All the above recommendations are good. I'd add:

Waldstein - Stephen Kovacevich
Chopin Nocturnes - Claudio Arrau
Romeo and Juliet - Riccardo Muti 

As for Opera it's hard to know where to begin. Bizet's Carmen was an early favourite of mine. I'd recommend Callas/Pretre for that but there are many excellent recordings and hard to go wrong. Or any of the popular Puccini operas.


----------



## Chronochromie (May 17, 2014)

I second Pires for the Nocturnes and Kempff for the Waldstein and also recommend Ronald Brautigam on fortepiano for the latter.

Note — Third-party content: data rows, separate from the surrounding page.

//! Façade-level statistics surface: the graph's own
//! [`crate::graph::GraphStats`] plus storage sizing the graph engine
//! has no visibility into.

use crate::graph::GraphStats;

use super::Index;

/// A point-in-time snapshot of index health and storage sizing.
#[derive(Debug, Clone, PartialEq)]
pub struct IndexStats {
    /// Graph-level node population, per-layer connectivity, and safety
    /// counters.
    pub graph: GraphStats,
    /// Current vector-storage capacity before the next grow.
    pub capacity: usize,
    /// Total bytes currently allocated for vector payload storage.
    pub memory_usage: usize,
    /// Distinct keys currently registered (not slots — a key with
    /// several slots in multi-vector mode counts once).
    pub distinct_keys: usize,
}

pub(super) fn collect(index: &Index) -> IndexStats {
    let pairs = index.keys.iter_pairs();
    let distinct_keys: std::collections::HashSet<u64> = pairs.iter().map(|&(k, _)| k).collect();
    IndexStats {
        graph: index.graph.stats(),
        capacity: index.vectors.capacity(),
        memory_usage: index.vectors.memory_usage(),
        distinct_keys: distinct_keys.len(),
    }
}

For the complete Romeo and Juliet, Maazel/Cleveland.

As for opera, any of these could be a good starting point:

Ravel - L'enfant et les sortileges, Maazel/Orchestre National de la R.T.F.

Verdi - Rigoletto, Kubelik/Orchestra del Teatro Alla Scala

Rameau - Pygmalion, Leonhardt/Le Petite Bande


----------



## Andolink (Oct 29, 2012)

For the Beethoven Waldstein I'd recommend Ronald Brautigam. Magnificent performance on a really beautifull sounding period fortepiano (part of the complete Beethoven set on the Bis label).


#Wow, coincidental cross-post about the Brautigam Beethoven!


----------



## Woodduck (Mar 17, 2014)

Chopin _Nocturnes:_ Garrick Ohlsson. One of the great Chopin interpreters, often forgotten. Other favorites are Rubinstein, Moravec, Arrau.


----------



## Selby (Nov 17, 2012)

^Agreed. His complete works project is a gift to the classical community. Rarely does a complete collection of that magnitude maintain such consistent quality.

Although, for me, for the _Nocturnes_, Maria João Pires still hits the mark _closest_ to perfect.


----------



## DaveM (Jun 29, 2015)

Manxfeeder said:


> For the Waldstein, you might also consider Emil Gilels.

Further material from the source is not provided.